Using the code set up in class, I created an aggregation function to determine a statistic about the data. The statistic computed is like the probability of arrest per precinct. In the code, loaded the CSV line by line, and each line is converted into an array of field values. After I grouped those elements per precinct in a dictionary, for each precinct in the dictionary, I iterate through all of its records, see if a particular record is an arrest, and increment the total for that precinct. Finally, I computed the percentage of number of arrests over the total records for that precinct. I saved the computed values in a dictionary and dumped them into a JSON file for the chart in Step #2. For a link to the python code, click here
I created a bar graph for the custom chart that depicts the probability of being arrested per precinct. I copied the JSON data into the HTML folder, and I dynamically loaded it in the chart, including data and labels. Then I dynamically generated the colors on random.

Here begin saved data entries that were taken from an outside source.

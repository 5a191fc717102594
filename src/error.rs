//! Error types for Turnstile.

use thiserror::Error;

/// Main error type for Turnstile operations.
///
/// Denied admissions are not errors; they are reported as `false` by the
/// limiters. Errors only arise while building limiters from configuration.
#[derive(Error, Debug)]
pub enum TurnstileError {
    /// Configuration-related errors
    #[error("Configuration error: {0}")]
    Config(String),

    /// A single setting was out of range
    #[error("Invalid setting `{field}`: {reason}")]
    InvalidSetting {
        field: &'static str,
        reason: String,
    },

    /// Layered configuration loading errors
    #[error("Settings error: {0}")]
    Settings(#[from] ::config::ConfigError),

    /// I/O errors
    #[error("I/O error: {0}")]
    Io(#[from] std::io::Error),
}

impl TurnstileError {
    pub(crate) fn invalid(field: &'static str, reason: impl Into<String>) -> Self {
        TurnstileError::InvalidSetting {
            field,
            reason: reason.into(),
        }
    }
}

/// Result type alias for Turnstile operations.
pub type Result<T> = std::result::Result<T, TurnstileError>;
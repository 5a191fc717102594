//! Time sources for the limiters.

use parking_lot::Mutex;
use std::fmt::Debug;
use std::sync::Arc;
use std::time::{Duration, Instant};

/// Source of the current instant.
///
/// Limiters never call `Instant::now()` directly, so tests and simulations
/// can substitute a [`ManualClock`].
pub trait Clock: Send + Sync + Debug {
    /// Get the current instant.
    fn now(&self) -> Instant;
}

/// Monotonic system clock backed by `Instant::now()`.
#[derive(Debug, Clone, Copy, Default)]
pub struct SystemClock;

impl Clock for SystemClock {
    fn now(&self) -> Instant {
        Instant::now()
    }
}

/// A clock that only moves when told to.
///
/// Clones share the same underlying instant, so a test can hand one clone to
/// a limiter and keep another to advance time.
#[derive(Debug, Clone)]
pub struct ManualClock {
    current: Arc<Mutex<Instant>>,
}

impl ManualClock {
    /// Create a manual clock starting at `start`.
    pub fn new(start: Instant) -> Self {
        Self {
            current: Arc::new(Mutex::new(start)),
        }
    }

    /// Create a manual clock starting at the current system instant.
    pub fn starting_now() -> Self {
        Self::new(Instant::now())
    }

    /// Move the clock forward by `by`.
    pub fn advance(&self, by: Duration) {
        *self.current.lock() += by;
    }

    /// Set the clock to a specific instant.
    pub fn set(&self, instant: Instant) {
        *self.current.lock() = instant;
    }
}

impl Default for ManualClock {
    fn default() -> Self {
        Self::starting_now()
    }
}

impl Clock for ManualClock {
    fn now(&self) -> Instant {
        *self.current.lock()
    }
}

We can see a few outliers in our data through the analysis of this data. In some precincts, their arrest rate is upwards of 25%, which is relatively high. These precincts may be located in more dangerous or active communities. Some precincts, however, seem to have low probability rates, which suggests those areas may have less police presence. There is one more exciting outlier for precinct '759'. They have no arrests on record. Now, this could be a mishap from the data.. or is it? For future research, I ask, "Is there a geographical correlation between these numbers?". I could not do this in my project because the lat/lon data represents where the incident took place, not where the precinct station is. I would also ask, "what types of arrests are most common?", do some precincts have more vehicle accidents that lead to more arrests? Future research will be needed to determine these answers.